Parkinson's disease (PD) is a progressive neurodegenerative disorder characterized by oxidative stress and neuroinflammation. Sofalcone (SFC), a chalcone derivative known for its antioxidative and anti-inflammatory properties, is widely used clinically as a gastric mucosa protective agent. However, its therapeutic potential in PD remains to be fully explored. In this study, we investigated the neuroprotective effects of SFC in a 1-methyl-4-phenyl-1,2,3,6-tetrahydropyridine (MPTP)-induced PD mouse model.
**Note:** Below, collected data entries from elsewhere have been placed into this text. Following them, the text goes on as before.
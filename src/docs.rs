//! Schema and documentation emitters.
//!
//! Both are built from the planned [`SchemaNode`] tree and never look at
//! source values.
//!
//! - [`json_schema`] produces a draft-07 JSON Schema whose properties are
//!   nested by each leaf's **file** key, so it describes the layout of the
//!   config file. Every leaf also carries a `configKeys` object naming its
//!   key in each source.
//! - [`markdown`] produces a reference page: a YAML example of the file
//!   layout followed by one line per value, keyed by the chosen source.

use std::path::PathBuf;

use serde_json::{Map, Value, json};

use crate::error::KeyfigError;
use crate::field::{ArrayElement, FieldType};
use crate::merge::set_path;
use crate::schema::{SchemaLeaf, SchemaNode};
use crate::types::SourceKind;

const DRAFT_07: &str = "http://json-schema.org/draft-07/schema#";

/// The JSON Schema document for a schema tree.
pub fn json_schema(schema: &SchemaNode) -> Value {
    let mut root = Map::new();
    root.insert("$schema".into(), Value::String(DRAFT_07.into()));
    root.extend(object_schema(schema));
    Value::Object(root)
}

/// [`json_schema`] rendered as pretty-printed JSON.
pub fn json_schema_string(schema: &SchemaNode) -> Result<String, KeyfigError> {
    serde_json::to_string_pretty(&json_schema(schema)).map_err(|e| KeyfigError::Render {
        what: "JSON schema".into(),
        reason: e.to_string(),
    })
}

fn object_schema(schema: &SchemaNode) -> Map<String, Value> {
    let mut object = Map::new();
    object.insert("type".into(), json!("object"));
    object.insert("properties".into(), Value::Object(Map::new()));
    for (_, leaf) in schema.leaves() {
        let segments: Vec<&str> = leaf.keys.file.split('.').collect();
        insert_property(&mut object, &segments, leaf_schema(leaf), leaf.required);
    }
    object
}

fn leaf_schema(leaf: &SchemaLeaf) -> Value {
    let mut out = Map::new();
    if !matches!(leaf.field_type, FieldType::Raw) {
        out.insert("type".into(), json!(leaf.field_type.type_name()));
    }
    match (&leaf.field_type, leaf.element.as_deref()) {
        (FieldType::Array(ArrayElement::Primitive(p)), _) => {
            out.insert("items".into(), json!({"type": p.type_name()}));
        }
        (FieldType::Array(ArrayElement::Class(_)), Some(element)) => {
            out.insert("items".into(), Value::Object(object_schema(element)));
        }
        _ => {}
    }
    out.insert(
        "configKeys".into(),
        json!({
            "file": leaf.keys.file,
            "env": leaf.keys.env,
            "cli": leaf.keys.cli,
        }),
    );
    if let Some(default) = &leaf.default {
        out.insert("default".into(), default.clone());
    }
    Value::Object(out)
}

/// Place `property` at the path `segments` under `node`, creating object
/// schemas along the way. A required leaf makes every enclosing object
/// required too.
fn insert_property(
    node: &mut Map<String, Value>,
    segments: &[&str],
    property: Value,
    required: bool,
) {
    let Some((first, rest)) = segments.split_first() else {
        return;
    };
    if !node.contains_key("properties") {
        node.insert("properties".into(), Value::Object(Map::new()));
    }
    if required {
        mark_required(node, first);
    }
    let Some(Value::Object(properties)) = node.get_mut("properties") else {
        return;
    };

    if rest.is_empty() {
        properties.insert(first.to_string(), property);
        return;
    }
    let child = properties
        .entry(first.to_string())
        .or_insert_with(|| json!({"type": "object"}));
    if let Value::Object(child) = child {
        insert_property(child, rest, property, required);
    }
}

fn mark_required(node: &mut Map<String, Value>, name: &str) {
    let list = node
        .entry("required")
        .or_insert_with(|| Value::Array(Vec::new()));
    if let Value::Array(names) = list
        && !names.iter().any(|n| n == name)
    {
        names.push(Value::String(name.to_string()));
    }
}

/// Options for the Markdown reference.
#[derive(Debug, Clone, PartialEq)]
pub struct DocOptions {
    pub title: String,
    /// Whose keys the reference lists.
    pub source: SourceKind,
    /// Also write the page to this path.
    pub write_to_file: Option<PathBuf>,
}

impl Default for DocOptions {
    fn default() -> Self {
        Self {
            title: "Configuration".into(),
            source: SourceKind::File,
            write_to_file: None,
        }
    }
}

/// Render the Markdown reference, writing it out if requested.
pub fn markdown(schema: &SchemaNode, options: &DocOptions) -> Result<String, KeyfigError> {
    let example = serde_yaml::to_string(&example_tree(schema)).map_err(|e| KeyfigError::Render {
        what: "YAML example".into(),
        reason: e.to_string(),
    })?;

    let mut out = format!("# {}\n\n## Example\n\n```yaml\n{example}```\n\n", options.title);
    out.push_str(&format!("## Reference ({})\n\n", options.source));
    for (_, leaf) in schema.leaves() {
        out.push_str(&reference_line(leaf, options.source));
        out.push('\n');
    }

    if let Some(path) = &options.write_to_file {
        crate::ops::write_output(path, &out)?;
        tracing::debug!(path = %path.display(), "wrote config reference");
    }
    Ok(out)
}

/// The file layout with every leaf set to its default (or `null`).
fn example_tree(schema: &SchemaNode) -> Value {
    let mut tree = Map::new();
    for (_, leaf) in schema.leaves() {
        set_path(
            &mut tree,
            &leaf.keys.file,
            leaf.default.clone().unwrap_or(Value::Null),
        );
    }
    Value::Object(tree)
}

fn reference_line(leaf: &SchemaLeaf, source: SourceKind) -> String {
    let key = match source {
        SourceKind::Cli => format!("--{}", leaf.keys.cli),
        other => leaf.keys.get(other).to_string(),
    };
    let status = match (&leaf.default, leaf.required) {
        (Some(default), _) => format!("default `{default}`"),
        (None, true) => "**required**".to_string(),
        (None, false) => "optional".to_string(),
    };
    format!("- `{key}` ({}): {status}", leaf.field_type.type_name())
}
We found that SFC ameliorated MPTP-induced motor impairments in mice, as assessed by the rotarod and wire tests. Moreover, SFC administration prevented the loss of dopaminergic neurons and striatal degeneration induced by MPTP. Subsequent investigations revealed that SFC reversed MPTP-induced downregulation of NRF2, reduced elevated levels of reactive oxygen species (ROS) and malondialdehyde (MDA), and increased total antioxidant capacity (TAOC). Furthermore, SFC suppressed MPTP-induced activation of microglia and astrocytes, downregulated the pro-inflammatory cytokine TNF-α, and upregulated the anti-inflammatory cytokine IL-4. Additionally, SFC ameliorated the MPTP-induced downregulation of phosphorylation of Akt at Ser473.
This study provides evidence for the neuroprotective effects of SFC, highlighting its antioxidative and anti-inflammatory properties and its role in Akt activation in the PD model. These findings underscore SFC's potential as a promising therapeutic candidate for PD, warranting further clinical investigation.
帕金森病(PD)是一种进行性神经退行性疾病,其特征是氧化应激和神经炎症。水飞蓟宾(SFC)是一种查耳酮衍生物,具有抗氧化和抗炎特性,临床上广泛用作胃黏膜保护剂。然而,其在 PD 中的治疗潜力仍有待充分探索。在这项研究中,我们研究了 SFC 在 1-甲基-4-苯基-1,2,3,6-四氢吡啶(MPTP)诱导的 PD 小鼠模型中的神经保护作用。
我们发现 SFC 改善了 MPTP 诱导的小鼠运动障碍,通过转棒和线测试进行评估。此外,SFC 给药可防止 MPTP 诱导的多巴胺能神经元丧失和纹状体变性。进一步的研究表明,SFC 逆转了 MPTP 诱导的 NRF2 下调,降低了升高的活性氧(ROS)和丙二醛(MDA)水平,并增加了总抗氧化能力(TAOC)。此外,SFC 抑制了 MPTP 诱导的小胶质细胞和星形胶质细胞的激活,下调了促炎细胞因子 TNF-α,并上调了抗炎细胞因子 IL-4。此外,SFC 改善了 MPTP 诱导的 Akt 在 Ser473 磷酸化的下调。
这项研究为 SFC 的神经保护作用提供了证据,强调了其抗氧化和抗炎特性以及在 PD 模型中激活 Akt 的作用。这些发现突显了 SFC 作为 PD 有前途的治疗候选物的潜力,值得进一步的临床研究。